Models represent the data used by your application. They are one of the core parts of MVC. In ASP.NET Core, models often describe real-world objects such as students, products, books, or customers.

Example of a simple model

public class Student
{
    public int Id { get; set; }
    public string Name { get; set; }
    public string Course { get; set; }
    public int Age { get; set; }
}

This model represents a student object. Each property holds one piece of student information.

Sending a model to a view

A controller can create a model object and pass it to a view:

public IActionResult Details()
{
    Student student = new Student
    {
        Id = 1,
        Name = "Alice",
        Course = "Computer Science",
        Age = 21
    };

    return View(student);
}

Using a model in a view

The view must declare the model type first:

@model Student

@Model.Name

Course: @Model.Course

Age: @Model.Age

What is data binding?

Data binding is the process by which ASP.NET Core automatically maps incoming form data to model properties. This makes form handling much easier.

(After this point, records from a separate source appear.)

//! Dashboard configuration.
//!
//! Every field has a default, so the dashboard runs without a config file.
//! A JSON file may override any subset of them:
//!
//! ```json
//! { "data_path": "students.csv", "max_semesters": 6, "chart": { "y_max": 35 } }
//! ```

use std::path::{Path, PathBuf};

use anyhow::{bail, Context, Result};
use serde::{Deserialize, Serialize};

use crate::data::loader::ColumnNames;

/// Root configuration structure.
#[derive(Debug, Clone, PartialEq, Serialize, Deserialize)]
pub struct DashboardConfig {
    /// CSV file loaded at startup.
    #[serde(default = "default_data_path")]
    pub data_path: PathBuf,

    /// Records beyond this semester are dropped before aggregation.
    #[serde(default = "default_max_semesters")]
    pub max_semesters: i64,

    /// Source column names.
    #[serde(default)]
    pub columns: ColumnNames,

    /// Chart display settings.
    #[serde(default)]
    pub chart: ChartConfig,

    /// Program selected when the dashboard opens.
    #[serde(default = "default_program")]
    pub default_program: String,
}

impl Default for DashboardConfig {
    fn default() -> Self {
        Self {
            data_path: default_data_path(),
            max_semesters: default_max_semesters(),
            columns: ColumnNames::default(),
            chart: ChartConfig::default(),
            default_program: default_program(),
        }
    }
}

fn default_data_path() -> PathBuf {
    PathBuf::from("student_dummy_data.csv")
}

fn default_max_semesters() -> i64 {
    8
}

fn default_program() -> String {
    "BA; PPP".to_string()
}

/// Fixed y-axis range of both charts.
#[derive(Debug, Clone, Copy, PartialEq, Serialize, Deserialize)]
#[serde(default)]
pub struct ChartConfig {
    pub y_min: f64,
    pub y_max: f64,
}

impl Default for ChartConfig {
    fn default() -> Self {
        Self {
            y_min: -1.0,
            y_max: 25.0,
        }
    }
}

impl DashboardConfig {
    /// Load and validate a JSON config file.
    pub fn load(path: &Path) -> Result<Self> {
        let text = std::fs::read_to_string(path)
            .with_context(|| format!("reading config file {}", path.display()))?;
        let config: DashboardConfig = serde_json::from_str(&text)
            .with_context(|| format!("parsing config file {}", path.display()))?;
        config.validate()?;
        Ok(config)
    }

    /// Reject settings the dashboard cannot work with.
    pub fn validate(&self) -> Result<()> {
        if self.max_semesters < 1 {
            bail!("max_semesters must be at least 1, got {}", self.max_semesters);
        }
        if !(self.chart.y_min < self.chart.y_max) {
            bail!(
                "chart.y_min ({}) must be below chart.y_max ({})",
                self.chart.y_min,
                self.chart.y_max
            );
        }
        Ok(())
    }
}

#[cfg(test)]
mod tests {
    use super::*;
    use std::io::Write;

    #[test]
    fn test_defaults() {
        let config = DashboardConfig::default();
        assert_eq!(config.max_semesters, 8);
        assert_eq!(config.chart.y_min, -1.0);
        assert_eq!(config.chart.y_max, 25.0);
        assert_eq!(config.columns.semester, "besuchtesSemester");
        assert_eq!(config.default_program, "BA; PPP");
        assert!(config.validate().is_ok());
    }

    #[test]
    fn test_partial_json() {
        let config: DashboardConfig =
            serde_json::from_str(r#"{ "max_semesters": 6, "chart": { "y_max": 35 } }"#).unwrap();
        assert_eq!(config.max_semesters, 6);
        assert_eq!(config.chart.y_min, -1.0);
        assert_eq!(config.chart.y_max, 35.0);
        assert_eq!(config.columns, ColumnNames::default());
    }

    #[test]
    fn test_validate_rejects_zero_semesters() {
        let config = DashboardConfig {
            max_semesters: 0,
            ..Default::default()
        };
        assert!(config.validate().is_err());
    }

    #[test]
    fn test_validate_rejects_inverted_range() {
        let config = DashboardConfig {
            chart: ChartConfig {
                y_min: 10.0,
                y_max: 10.0,
            },
            ..Default::default()
        };
        assert!(config.validate().is_err());
    }

    #[test]
    fn test_load_file() {
        let mut file = tempfile::NamedTempFile::new().unwrap();
        write!(file, r#"{{ "data_path": "other.csv", "default_program": "MA; BI" }}"#).unwrap();
        let config = DashboardConfig::load(file.path()).unwrap();
        assert_eq!(config.data_path, PathBuf::from("other.csv"));
        assert_eq!(config.default_program, "MA; BI");
    }

    #[test]
    fn test_load_invalid_file() {
        let mut file = tempfile::NamedTempFile::new().unwrap();
        write!(file, r#"{{ "max_semesters": -3 }}"#).unwrap();
        assert!(DashboardConfig::load(file.path()).is_err());
    }
}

For example, if a form contains input fields named Name, Course, and Age, ASP.NET Core can bind those values directly to a Student object.

[HttpPost]
public IActionResult Create(Student student)
{
    return View(student);
}
Power of data binding: Instead of reading every form field manually, ASP.NET Core can build the model for you.

Benefits of models

Conclusion

Models are essential because they give your application a structured way to work with data. Data binding makes the interaction between forms and models simple and efficient.